Neighbouring Lloyds TSB and Halifax branches at Cross Gates, Leeds.

On 17 September 2008, the BBC reported that HBOS was in takeover talks with Lloyds TSB, in response to a precipitous drop in HBOS's share price.[16] The takeover talks concluded successfully that evening, with a proposal to create a banking giant which would hold a third of the UK mortgage market.[17]. An announcement was made at 0700 on 18 September 2008.[18][19]

On 19 November 2008, the new acquisition (and government preference share purchase) was agreed by the Lloyds TSB shareholders.[20] A similar vote of HBOS shareholders on 12 December 2008 resulted in overwhelming approval of the takeover.[21]

Lloyds TSB Group changed its name to Lloyds Banking Group upon completion of the takeover of HBOS on 19 January 2009.[22]

On 12 February 2009, the CEO of Lloyds group, Eric Daniels, was questioned about the banking crisis during a session of the Treasury Select Committee of the House of Commons. One of the key issues concerned Lloyds' takeover of HBOS in 2008, and the amount of due diligence carried out before the acquisition. He said that a company would always like to do more due diligence on another company, but there are legal limits on how much is possible prior to an actual acquisition. Losses were a little higher than the £10 billion originally identified by the due diligence owing to write-offs of property loans due to falling property prices and the lack of demand. The then-Chairman of Lloyds, Sir Victor Blank, confirmed in an August 2009 interview with the BBC's Robert Peston [23] that losses had been "at the worst end of expectations", but what had surprised the Lloyds board was the speed at which the losses happened, due to the unexpectedly sharp contraction of the world economy in the last quarter of 2008 and the early part of 2009. This position was confirmed by Archie Kane (senior Lloyds executive in Scotland) in evidence to the Scottish parliament's economy committee in December 2009.[24]

Government stake

October 2008 to January 2009

The Saint Helier branch of Lloyds TSB on Jersey, Channel Islands.

On 13 October 2008, PM Gordon Brown announced a government plan where the Treasury would invest £37 billion ($64 billion, €47 billion) of new capital into several major UK banks to avert a collapse of the financial sector. The banks included Royal Bank of Scotland Group plc, Lloyds TSB and HBOS Plc.[25][26]

(Barclays only avoided taking a capital investment from the UK Government by raising capital privately, whilst HSBC moved capital to its UK business from other parts of its organisation around the world.)[27]

It has been confirmed that Lloyds TSB would have been required by the FSA to take more additional capital from the government if it had not taken-over HBOS.[28]
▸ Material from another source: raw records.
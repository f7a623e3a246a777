use cas_symbolic::{canonicalize, substitute, try_match, Bindings, Expr, OpKind, Shape};
use proptest::prelude::*;

const SYMBOLS: [&str; 4] = ["a", "b", "x", "y"];

const VECTORS: [&str; 3] = ["u", "v", "w"];

fn vector(i: usize) -> Expr {
    Expr::shaped_symbol(VECTORS[i], Shape::vector(3))
}

/// Generates scalar expressions without division, so that every numeric fold is exact. Vector
/// symbols only appear as products of two vectors, which are scalars.
fn expr_strategy() -> impl Strategy<Value = Expr> {
    let leaf = prop_oneof![
        (-3i32..=3).prop_map(|n| Expr::number(n as f64)),
        (0..SYMBOLS.len()).prop_map(|i| Expr::symbol(SYMBOLS[i])),
        (0..VECTORS.len(), 0..VECTORS.len())
            .prop_map(|(i, j)| Expr::op(OpKind::Multiply, vec![vector(i), vector(j)])),
    ];

    leaf.prop_recursive(3, 24, 3, |inner| {
        prop_oneof![
            prop::collection::vec(inner.clone(), 2..=3)
                .prop_map(|args| Expr::op(OpKind::Add, args)),
            prop::collection::vec(inner.clone(), 2..=3)
                .prop_map(|args| Expr::op(OpKind::Multiply, args)),
            (inner.clone(), inner.clone()).prop_map(|(a, b)| a - b),
            inner.clone().prop_map(|a| a.pow(Expr::number(2.0))),
            inner.prop_map(|a| Expr::call("h", vec![a])),
        ]
    })
}

proptest! {
    #[test]
    fn canonicalization_is_idempotent(expr in expr_strategy()) {
        let once = canonicalize(&expr);
        let twice = canonicalize(&once);
        prop_assert!(twice.structurally_eq(&once), "{} became {}", once, twice);
    }

    #[test]
    fn sums_and_products_commute(a in expr_strategy(), b in expr_strategy()) {
        let ab = canonicalize(&(a.clone() + b.clone()));
        let ba = canonicalize(&(b.clone() + a.clone()));
        prop_assert!(ab.structurally_eq(&ba), "{} != {}", ab, ba);

        let ab = canonicalize(&(a.clone() * b.clone()));
        let ba = canonicalize(&(b * a));
        prop_assert!(ab.structurally_eq(&ba), "{} != {}", ab, ba);
    }

    #[test]
    fn dot_products_commute(i in 0..VECTORS.len(), j in 0..VECTORS.len(), k in expr_strategy()) {
        let ab = canonicalize(&(k.clone() * vector(i) * vector(j)));
        let ba = canonicalize(&(vector(j) * k * vector(i)));
        prop_assert!(ab.structurally_eq(&ba), "{} != {}", ab, ba);
    }

    #[test]
    fn equality_follows_canonical_form(a in expr_strategy(), b in expr_strategy()) {
        prop_assert_eq!(a.clone() + b.clone(), b + a);
    }

    #[test]
    fn match_recovers_substituted_bindings(x in expr_strategy(), y in expr_strategy()) {
        let pattern = canonicalize(&"f(?x, g(?y))".parse::<Expr>().unwrap());
        let x = canonicalize(&x);
        let y = canonicalize(&y);
        let bindings = [("x", x.clone()), ("y", y.clone())].into_iter().collect::<Bindings>();

        let expr = canonicalize(&substitute(&pattern, &bindings));
        let found = try_match(&expr, &pattern);
        prop_assert!(found.is_some(), "{} does not match {}", expr, pattern);

        let found = found.unwrap();
        prop_assert_eq!(found.len(), 2);
        prop_assert!(found.get("x").is_some_and(|bound| bound.structurally_eq(&x)));
        prop_assert!(found.get("y").is_some_and(|bound| bound.structurally_eq(&y)));
    }

    #[test]
    fn printed_form_reparses(expr in expr_strategy()) {
        let expr = canonicalize(&expr);
        let printed = expr.to_string();
        let reparsed = printed.parse::<Expr>();
        prop_assert!(reparsed.is_ok(), "`{}` failed to parse", printed);
        prop_assert_eq!(canonicalize(&reparsed.unwrap()).to_string(), printed);
    }
}
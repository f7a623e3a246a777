use cas_attrs::ErrorKind;
use cas_error::{Error, ErrorKind};

#[derive(Debug, ErrorKind)]
#[error(
    message = format!("unknown variable `{}`", name),
    labels = ["this variable", "first use"],
    help = "define the variable before using it",
)]
struct UnknownVariable {
    name: String,
}

#[derive(Debug, ErrorKind)]
#[error(message = "something went wrong")]
struct Unlabeled;

#[test]
fn derived_message() {
    let kind = UnknownVariable { name: "x".to_string() };
    assert_eq!(kind.message(), "unknown variable `x`");
    assert_eq!(Unlabeled.message(), "something went wrong");
}

#[test]
fn display_includes_first_span() {
    let err = Error::new(vec![4..5], UnknownVariable { name: "y".to_string() });
    assert_eq!(err.to_string(), "unknown variable `y` (at 4..5)");

    let err = Error::new(Vec::new(), Unlabeled);
    assert_eq!(err.to_string(), "something went wrong");
}

#[test]
fn report_contains_labels_and_help() {
    let input = "2 + y";
    let err = Error::new(vec![4..5], UnknownVariable { name: "y".to_string() });
    let report = err.report_to_string("input", input);
    let plain = String::from_utf8(strip_ansi_escapes::strip(report.as_bytes())).unwrap();

    assert!(plain.contains("unknown variable `y`"));
    assert!(plain.contains("this variable"));
    assert!(plain.contains("define the variable before using it"));

    // only one span was given, so the second label is dropped
    assert!(!plain.contains("first use"));
}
After the recapitalisations of HBOS and Lloyds TSB and Lloyds TSB's January 2009 acquisition of HBOS, the Government was holding a 43.4% stake in Lloyds Banking Group ordinary (voting) shares and £4bn of preference (non-voting) shares.

February to June 2009

Then in February 2009, after it became apparent that the recession would be deeper than originally anticipated, the FSA was instructed to stress test the banks against a severe economic downturn. The FSA has stated that the assumptions underlying the FSA Stress Test were not intended to be a forecast of what was likely to happen, but were designed to simulate a very severe (near catastrophic) economic scenario. These assumptions included:

  • A peak-to-trough fall in UK GDP of over 6 per cent, with growth not returning until 2011 and only returning to trend-rate growth in 2012;
  • A rise in UK unemployment to just over 12 per cent;
  • A 50 per cent peak-to-trough fall in UK house prices;
  • A 60 per cent peak-to-trough fall in UK commercial property prices.[29]

The conclusion from this exercise was that Lloyds would need additional capital to enable it to absorb the future losses on loans that would arise if such a severe scenario ever came to pass. As the wholesale funding markets were at that stage effectively closed, Lloyds made a deal with the UK government in March 2009 consisting of two elements:

  • Redemption of Preference Shares. The £4bn of preference (non-voting) shares held by UKFI were repaid on 8 June 2009 following the issue of new ordinary shares - this will avoid the payment of £480m annual interest to the Treasury and allow Lloyds to resume the payment of dividends when profits allow. These new ordinary shares were initially available to existing shareholders through an Open Offer at 38.43p that closed on 5 June 2009 - 87% were taken-up. The remaining 13% were all placed in the market on 8 June 2009 at 60p. This Open Offer and Placing was underwritten by the Treasury - if none of these new ordinary shares had been taken-up by existing shareholders or the open market, the government (as underwriters of the deal) would have bought them and their shareholding would have increased to a maximum of 65%. This did not happen, the government holding remained at 43.4% and Lloyds became the first European bank to repay government 'credit-crunch' investment.[30] (Following the government's 43.4% participation in June's Open Offer, the average buying price of the government's total shareholding was 122.6p)[31]
  • Asset Protection Scheme. Lloyds agreed in principle to enter the government's Asset Protection Scheme to insure it against potential future losses on previous loans (primarily on the old HBOS portfolio). The fee for this would have been paid for by the issue to the government of new 'B' (non-voting) shares, which could have increased the government holding to a maximum of c.62% (or higher if the government had bought all the ordinary shares issued to redeem the preference shares).

Second Half of 2009

However, with Lloyds impairments having peaked in the first half of 2009, by the middle of 2009 the Asset Protection Scheme increasingly looked like a poor deal for Lloyds. Following negotiations, the government confirmed on 3 November 2009 that Lloyds would not enter the scheme (although RBS still would). Instead, Lloyds launched a rights issue to raise capital from existing shareholders - as an existing 43.4% shareholder, the government chose to take part in this and thus maintain its shareholding at 43.4%.[32][33] Following this, the National Audit Office has calculated the government's average buying price for it entire stake in Lloyds as about 74p.[34]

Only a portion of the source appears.